The research team conducted a retrospective study of patients with acute gunshot wounds admitted to the LSU Health New Orleans Affiliate Level 1 Trauma Center, University Medical Center New Orleans, from January 2016 to December 2019. A total of 2,094 patients met the criteria of acute firearm injury and were included in the analysis. Injuries included those caused by accidents, intentional self-harm, assault, legal intervention, and undetermined causes.
The researchers tabulated the estimated costs and losses using the hospital cost-to-charge ratio. The estimated cost associated with treatment was $37,602,667. The total payment collected by the hospital was $17,293,655, resulting in a net loss of $20,309,012 over the four years.
“When victims of firearm-related injuries are unable to pay their medical expenses, the hospitals write off unpaid medical bills as medical losses,” Dr. Marrero explains. “In this study, Medicaid dominated the payer makeup. This can also result in losses because Medicaid reimbursement does not fully cover costs. Per the American Hospital Association, Medicaid paid hospitals, on average, 90 cents for every dollar spent by hospitals caring for Medicaid patients in 2019. Because taxpayers fund Medicaid as well as Medicare, they bear the economic burden of these firearm injuries.”

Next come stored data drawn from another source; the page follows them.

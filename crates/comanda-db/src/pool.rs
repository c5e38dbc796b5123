//! # Database Pool
//!
//! Opens the sale store and hands out repositories.
//!
//! ```text
//! ┌─────────────────────────────────────────────────────────────────────────┐
//! │                           Sale Store                                    │
//! │                                                                         │
//! │  DbConfig ──► connect_options()  WAL, synchronous=NORMAL, foreign keys, │
//! │          │                       busy timeout                           │
//! │          └──► pool_options()     size, acquire/idle timeouts            │
//! │                     │                                                   │
//! │                     ▼                                                   │
//! │            Database { SqlitePool } ──► MIGRATOR (embedded)              │
//! │                     │                                                   │
//! │     ┌───────────────┼────────────────┐                                  │
//! │     ▼               ▼                ▼                                  │
//! │  products()      tenants()        sales()                               │
//! │  catalog reads   header/profile   one transaction per commit            │
//! └─────────────────────────────────────────────────────────────────────────┘
//! ```
//!
//! WAL lets catalog and aggregate reads proceed while a sale is being
//! written; they see the sale only once it commits. Foreign keys are off by
//! default in SQLite and the sale cascades depend on them.

use sqlx::sqlite::{SqliteConnectOptions, SqliteJournalMode, SqlitePoolOptions, SqliteSynchronous};
use sqlx::SqlitePool;
use std::path::PathBuf;
use std::str::FromStr;
use std::time::Duration;
use tracing::{debug, info};

use crate::error::{DbError, DbResult};
use crate::migrations;
use crate::repository::product::ProductRepository;
use crate::repository::sale::SaleRepository;
use crate::repository::tenant::TenantRepository;

// =============================================================================
// Configuration
// =============================================================================

/// Where the sale store lives.
#[derive(Debug, Clone, PartialEq, Eq)]
pub enum DbLocation {
    File(PathBuf),
    /// Private to one pool; gone when the pool closes.
    Memory,
}

/// Database configuration.
///
/// ```rust
/// use comanda_db::DbConfig;
/// use std::time::Duration;
///
/// let config = DbConfig::new("./comanda.db")
///     .max_connections(8)
///     .busy_timeout(Duration::from_secs(2));
/// assert_eq!(config.max_connections, 8);
/// ```
#[derive(Debug, Clone)]
pub struct DbConfig {
    pub location: DbLocation,
    pub max_connections: u32,
    pub min_connections: u32,
    /// Wait for a free pooled connection.
    pub connect_timeout: Duration,
    /// `None` keeps idle connections forever.
    pub idle_timeout: Option<Duration>,
    /// Wait on a locked database file before failing the statement.
    pub busy_timeout: Duration,
    pub run_migrations: bool,
}

impl DbConfig {
    /// File-backed store; the file is created on first connect.
    pub fn new(path: impl Into<PathBuf>) -> Self {
        DbConfig {
            location: DbLocation::File(path.into()),
            max_connections: 5,
            min_connections: 1,
            connect_timeout: Duration::from_secs(30),
            idle_timeout: Some(Duration::from_secs(600)),
            busy_timeout: Duration::from_secs(5),
            run_migrations: true,
        }
    }

    /// Fresh, isolated store for tests.
    ///
    /// A single connection that never idles out, since the data lives and
    /// dies with it.
    pub fn in_memory() -> Self {
        DbConfig {
            location: DbLocation::Memory,
            max_connections: 1,
            min_connections: 1,
            connect_timeout: Duration::from_secs(5),
            idle_timeout: None,
            busy_timeout: Duration::from_secs(5),
            run_migrations: true,
        }
    }

    /// Pool size. Ignored for [`DbLocation::Memory`], which always uses one
    /// connection.
    pub fn max_connections(mut self, max: u32) -> Self {
        self.max_connections = max;
        self
    }

    pub fn min_connections(mut self, min: u32) -> Self {
        self.min_connections = min;
        self
    }

    pub fn connect_timeout(mut self, timeout: Duration) -> Self {
        self.connect_timeout = timeout;
        self
    }

    pub fn busy_timeout(mut self, timeout: Duration) -> Self {
        self.busy_timeout = timeout;
        self
    }

    pub fn run_migrations(mut self, run: bool) -> Self {
        self.run_migrations = run;
        self
    }

    fn connect_options(&self) -> DbResult<SqliteConnectOptions> {
        let base = match &self.location {
            DbLocation::File(path) => SqliteConnectOptions::new()
                .filename(path)
                .create_if_missing(true),
            // Each parse names a new database, so pools never share one.
            DbLocation::Memory => SqliteConnectOptions::from_str("sqlite::memory:")
                .map_err(|e| DbError::ConnectionFailed(e.to_string()))?,
        };

        Ok(base
            .journal_mode(SqliteJournalMode::Wal)
            .synchronous(SqliteSynchronous::Normal)
            .foreign_keys(true)
            .busy_timeout(self.busy_timeout))
    }

    /// Connection count the pool will actually use.
    ///
    /// An in-memory database belongs to the connection that opened it, so a
    /// `Memory` store always gets exactly one, whatever was configured.
    fn effective_max_connections(&self) -> u32 {
        match self.location {
            DbLocation::Memory => 1,
            DbLocation::File(_) => self.max_connections,
        }
    }

    fn pool_options(&self) -> SqlitePoolOptions {
        let max = self.effective_max_connections();
        let options = SqlitePoolOptions::new()
            .max_connections(max)
            .min_connections(self.min_connections.min(max))
            .acquire_timeout(self.connect_timeout)
            .idle_timeout(self.idle_timeout);

        match self.location {
            DbLocation::Memory => options.max_lifetime(None),
            DbLocation::File(_) => options,
        }
    }
}

// =============================================================================
// Database
// =============================================================================

/// Handle to the sale store. Clones share the pool.
#[derive(Debug, Clone)]
pub struct Database {
    pool: SqlitePool,
}

impl Database {
    /// Connects and, unless disabled, brings the schema up to date.
    pub async fn new(config: DbConfig) -> DbResult<Self> {
        info!(location = ?config.location, "Opening sale store");

        let pool = config
            .pool_options()
            .connect_with(config.connect_options()?)
            .await
            .map_err(|e| DbError::ConnectionFailed(e.to_string()))?;

        debug!(
            max_connections = config.effective_max_connections(),
            busy_timeout_ms = config.busy_timeout.as_millis() as u64,
            "Pool ready"
        );

        let db = Database { pool };
        if config.run_migrations {
            db.run_migrations().await?;
        }

        Ok(db)
    }

    /// Applies pending migrations. Safe to repeat.
    pub async fn run_migrations(&self) -> DbResult<()> {
        migrations::run_migrations(&self.pool).await?;
        info!("Schema up to date");
        Ok(())
    }

    /// `(known, applied)` migration counts.
    pub async fn migration_status(&self) -> DbResult<(usize, usize)> {
        migrations::migration_status(&self.pool).await
    }

    /// Raw pool, for code that needs SQL the repositories don't offer.
    pub fn pool(&self) -> &SqlitePool {
        &self.pool
    }

    pub fn products(&self) -> ProductRepository {
        ProductRepository::new(self.pool.clone())
    }

    pub fn tenants(&self) -> TenantRepository {
        TenantRepository::new(self.pool.clone())
    }

    pub fn sales(&self) -> SaleRepository {
        SaleRepository::new(self.pool.clone())
    }

    /// Waits for checked-out connections and closes the pool.
    pub async fn close(&self) {
        self.pool.close().await;
        info!("Sale store closed");
    }

    /// Whether a trivial statement still runs.
    pub async fn health_check(&self) -> bool {
        sqlx::query_scalar::<_, i64>("SELECT 1")
            .fetch_one(&self.pool)
            .await
            .is_ok()
    }
}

The authors observe that nonfatal firearm injuries are highest in the South, and Louisiana leads the US in the nonfatal firearm injury rate.
They stress that when examining the financial impact of gun violence, it is important to also consider the costs associated with nonacute care such as follow-up visits, rehabilitation, secondary outpatient surgeries, home health, and durable medical equipment, which increase the total cost exponentially. The authors also point out economic burdens to society beyond medical expenses, including criminal justice expenditures, employer and work-loss costs, as well as intangible losses, such as diminished quality of life.
“The estimated costs presented in this study show only a fraction of the economic burden associated with gun violence,” Dr. Marrero concludes. “In actuality, the financial impact of firearm injuries is much greater, and further research is necessary to find solutions for this public health issue.”